Una tarde de principios de este verano, en uno de
los múltiples diales del Canal Plus, habían programado la película Una mente maravillosa. Jorge quería
verla y yo quería cambiar de dial. Porque ya la había disfrutado cuando la
estrenaron, y porque sabía que me engancharía a ella y me quedaría sin siesta.
La vimos.
La historia, conocida, se basa a grandes rasgos en
la biografía de John Forbes Nash, americano de Bluefield, proyecto de ingeniero
químico en la Universidad Carnegie Mellon y doctor real en matemáticas por Princenton,
(la única línea de la carta de recomendación rezaba “este hombre es un genio”),
trabajador en las fuerzas aéreas norteamericanas y profesor, arquitecto
fundamental de la teoría de juegos, Premio Nobel de Economía en 1994.
Y esquizofrénico.
Llenó de ecuaciones imposibles pizarras, papeles y
paredes; se creyó perseguido hasta llegar a pedir asilo político en Europa;
estuvo internado en diversas ocasiones, en las que no le ahorraron ninguna de
las terapias que los protocolos de la época indicaban para este tipo de
enfermedades.
Pero, en algún momento de su biografía, abandonó todo
tipo de ayuda, asumió que determinadas historias sólo estaban en su mente y,
por sí mismo, aprendió a convivir con fantasmas que aún siguen acompañándolo. Si
lo pensamos bien, un final bien parecido al de casi todos.

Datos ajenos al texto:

//! Investment Simulator - Monthly compounding projection of one investment.

use serde::{Deserialize, Serialize};
use thiserror::Error;

use crate::domain::foundation::{DomainError, ErrorCode, ProjectId, UserId};
use crate::domain::project::Project;

pub const DEFAULT_SIMULATION_MONTHS: u32 = 36;

/// Longest projection accepted, in months (50 years).
pub const MAX_SIMULATION_MONTHS: u32 = 600;

#[derive(Debug, Clone, PartialEq, Error)]
pub enum SimulationError {
    #[error("Investment amount {amount:.2} is below the minimum of {minimum:.2}")]
    InsufficientAmount { amount: f64, minimum: f64 },

    #[error("Investment amount must be a positive number, got {0}")]
    InvalidAmount(f64),

    #[error("Duration must be between 1 and {max} months, got {months}")]
    DurationOutOfRange { months: u32, max: u32 },
}

impl From<SimulationError> for DomainError {
    fn from(err: SimulationError) -> Self {
        match &err {
            SimulationError::InsufficientAmount { minimum, .. } => {
                DomainError::new(ErrorCode::InsufficientAmount, err.to_string())
                    .with_detail("minimum", format!("{:.2}", minimum))
            }
            SimulationError::InvalidAmount(_) => DomainError::validation("amount", err.to_string()),
            SimulationError::DurationOutOfRange { .. } => {
                DomainError::validation("duration", err.to_string())
            }
        }
    }
}

#[derive(Debug, Clone, Copy, PartialEq, Serialize, Deserialize)]
pub struct MonthlyProjection {
    pub month: u32,
    pub value: f64,
}

#[derive(Debug, Clone, PartialEq, Serialize, Deserialize)]
pub struct SimulationResult {
    pub user_id: UserId,
    pub project_id: ProjectId,
    pub amount: f64,
    /// Months simulated.
    pub duration: u32,
    pub monthly_projections: Vec<MonthlyProjection>,
    pub final_value: f64,
    pub total_return: f64,
    pub total_return_percentage: f64,
}

/// Investment projection functions.
pub struct InvestmentSimulator;

impl InvestmentSimulator {
    /// Projects `amount` invested in `project` over `duration_months`.
    ///
    /// # Algorithm
    /// rate = expected_return / 100 / 12
    /// value[0] = amount, value[m] = value[m-1] * (1 + rate)
    ///
    /// # Errors
    /// `DurationOutOfRange` outside `1..=MAX_SIMULATION_MONTHS`;
    /// `InsufficientAmount` when `amount` is below the project minimum.
    pub fn simulate(
        user_id: &UserId,
        project: &Project,
        amount: f64,
        duration_months: u32,
    ) -> Result<SimulationResult, SimulationError> {
        if !(1..=MAX_SIMULATION_MONTHS).contains(&duration_months) {
            return Err(SimulationError::DurationOutOfRange {
                months: duration_months,
                max: MAX_SIMULATION_MONTHS,
            });
        }
        if !amount.is_finite() || amount <= 0.0 {
            return Err(SimulationError::InvalidAmount(amount));
        }
        let minimum = project.investment_metrics.min_investment_amount;
        if amount < minimum {
            return Err(SimulationError::InsufficientAmount { amount, minimum });
        }

        let monthly_rate = Self::monthly_rate(project.financials.expected_return);
        let mut monthly_projections = Vec::with_capacity(duration_months as usize + 1);
        let mut value = amount;
        monthly_projections.push(MonthlyProjection { month: 0, value });
        for month in 1..=duration_months {
            value *= 1.0 + monthly_rate;
            monthly_projections.push(MonthlyProjection { month, value });
        }

        let total_return = value - amount;
        Ok(SimulationResult {
            user_id: user_id.clone(),
            project_id: project.id,
            amount,
            duration: duration_months,
            monthly_projections,
            final_value: value,
            total_return,
            total_return_percentage: total_return / amount * 100.0,
        })
    }

    /// Monthly rate for an annual percentage return.
    pub fn monthly_rate(expected_return_percent: f64) -> f64 {
        expected_return_percent / 100.0 / 12.0
    }
}
//! HTTP adapter for profile endpoints.

mod dto;
mod handlers;
mod routes;

pub use dto::{
    InvestorResponse, KnowledgeScoreRequest, RegisterRequest, RiskProfileResponse,
    UpdateRiskProfileRequest,
};
pub use handlers::ProfileHandlers;
pub use routes::profile_routes;
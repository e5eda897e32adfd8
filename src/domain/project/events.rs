//! Domain events for projects.

use serde::{Deserialize, Serialize};

use crate::domain::foundation::{EventId, ProjectId, Timestamp};

/// Published once the ledger has minted a project's token.
#[derive(Debug, Clone, PartialEq, Serialize, Deserialize)]
pub struct ProjectTokenCreated {
    pub event_id: EventId,
    pub project_id: ProjectId,
    pub token_id: String,
    pub symbol: String,
    pub total_supply: u64,
    pub created_at: Timestamp,
}

crate::domain_event! {
    ProjectTokenCreated {
        kind: "project.token_created.v1",
        aggregate: "Project" => project_id,
        at: created_at,
    }
}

Volvió a ganarse el respeto y la admiración del
mundo.
Siempre me ha parecido que algunos tipos de enfermos
mentales viven en un mundo hecho y organizado con patrones a la medida de los otros.
Terrible problema en un lugar que no se adapta a la realidad de minorías
constituidas por un solo individuo: porque cada esquizofrénico es único en sus
visiones.
No es un caso aislado el de John Nash.
Existen muchas mentes locamente maravillosas, históricas
y actuales, lejanas, cercanas o vecinas, que nos demuestran que genio y locura son
dos extremos de una misma madeja que en ocasiones se acorta peligrosamente.
Una noche, de otro día, también de este verano,
estaba cenando sola; para no aburrirme, encendí la televisión buscando pasar el
tiempo y me encontré con Alas de mariposa.
Aunque sabía de su existencia, no había visto esta
película, y el acto de recoger los pocos trastos de la cena tuvo que esperar
hasta que los créditos empezaron a desfilar por la pantalla.
En Wikipedia
está el resumen completo, final incluido.
Yo no lo repetiré. Añadiré en cambio que, mientras
disfrutaba de mi frugal cena, entre bocado y bocado contemplé el drama de tres
personas: un matrimonio y su hija de unos seis o siete años.
Un hombre tierno y comprensivo, incapaz sin embargo
de transmitir su cercanía ni sus sentimientos a ninguna de las dos. Una niña que,
como todos los niños, sólo deseaba sentirse amada por su padre y por su madre; por
ser ella, y por ser su hija. Una mujer ama de casa, fría y distante,
obsesionada -hasta conseguirlo- con la idea de dar un hijo varón a su marido.
Algún día, cuando nos olvidemos de lo correcto para
interesarnos por todos los aspectos de lo real, tendremos que ponernos serios y
estudiar de forma concienzuda cómo las mujeres han contribuido a transmitir comportamientos
y actitudes machistas en historias recientes y en la Historia no tan lejana.
Sólo entonces podremos dar respuesta veraz a los
porqués.
Mientras tanto, aquella noche, yo sólo me recreaba
en una historia ajena, identificándome con la niña sin comprender a la madre.
Cuando la película terminó, no supe decidir por qué no me resultaba creíble.
Un rato después supe que el problema era el
desenlace.
Me resultaba inconcebible que dos meros actos
simbólicos (acariciar una tripa muy al principio de su embarazo, y empezar a
preparar un biberón para el nieto -o la nieta- aún no nacido), pudieran borrar
de un plumazo, de las vidas de una madre y su hija, tantos años de
incomunicación sin tregua, buscada y ejercida.
Como expresión de sus propios sentimientos, la niña
pintaba alas de mariposas.
De brillantes colores en el inicio, oscureciéndose a
medida que el drama de su vida se agudizaba, las alas de estos lepidópteros, tan
bellas, tan variadas, tan diferentes, tan finas, tan sutiles, tan delicadas y
tan etéreas, opino que son una perfecta metáfora de la fragilidad de las
relaciones humanas, que la película pone de manifiesto.
Fragilidad en las relaciones comparable a la
fragilidad de la mente. A la fragilidad en la vida.